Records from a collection
=== Begin Enclosure ===

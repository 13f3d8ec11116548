use sqlx::Row;
use store::Db;

use crate::model::{DrawRecord, PrizeKind};

/// Append-only log of winning draws.
pub struct ResultRepo {
    db: Db,
}

impl ResultRepo {
    pub fn new(db: Db) -> Self {
        Self { db }
    }

    pub async fn create(&self, rec: &DrawRecord) -> anyhow::Result<u64> {
        let res = sqlx::query(
            r#"
INSERT INTO result (prize_id, prize_name, prize_type, user_id, user_name, prize_code, prize_data, ip, created_at)
VALUES (?, ?, ?, ?, ?, ?, ?, ?, ?);
"#,
        )
        .bind(rec.prize_id as i64)
        .bind(&rec.prize_name)
        .bind(rec.prize_type.as_i64())
        .bind(rec.user_id as i64)
        .bind(&rec.user_name)
        .bind(rec.prize_code)
        .bind(&rec.prize_data)
        .bind(&rec.ip)
        .bind(rec.created_at)
        .execute(self.db.pool())
        .await?;

        Ok(res.last_insert_rowid() as u64)
    }

    pub async fn list_recent(&self, limit: u32) -> anyhow::Result<Vec<DrawRecord>> {
        let rows = sqlx::query("SELECT * FROM result ORDER BY id DESC LIMIT ?")
            .bind(limit as i64)
            .fetch_all(self.db.pool())
            .await?;

        rows.iter()
            .map(|row| {
                Ok(DrawRecord {
                    id: row.get::<i64, _>("id") as u64,
                    prize_id: row.get::<i64, _>("prize_id") as u64,
                    prize_name: row.get("prize_name"),
                    prize_type: PrizeKind::from_i64(row.get("prize_type"))?,
                    user_id: row.get::<i64, _>("user_id") as u64,
                    user_name: row.get("user_name"),
                    prize_code: row.get("prize_code"),
                    prize_data: row.get("prize_data"),
                    ip: row.get("ip"),
                    created_at: row.get("created_at"),
                })
            })
            .collect()
    }

    pub async fn count(&self) -> anyhow::Result<i64> {
        let n: i64 = sqlx::query("SELECT COUNT(*) AS n FROM result")
            .fetch_one(self.db.pool())
            .await?
            .get("n");
        Ok(n)
    }
}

=== End Enclosure ===

* [PROBLEM REQUIREMENTS] Find the word "sqlx" in the data and copy out each line where it turns up.

* [EXERCISE RESULT]
use sqlx::Row;
        let res = sqlx::query(
        let rows = sqlx::query("SELECT * FROM result ORDER BY id DESC LIMIT ?")
        let n: i64 = sqlx::query("SELECT COUNT(*) AS n FROM result")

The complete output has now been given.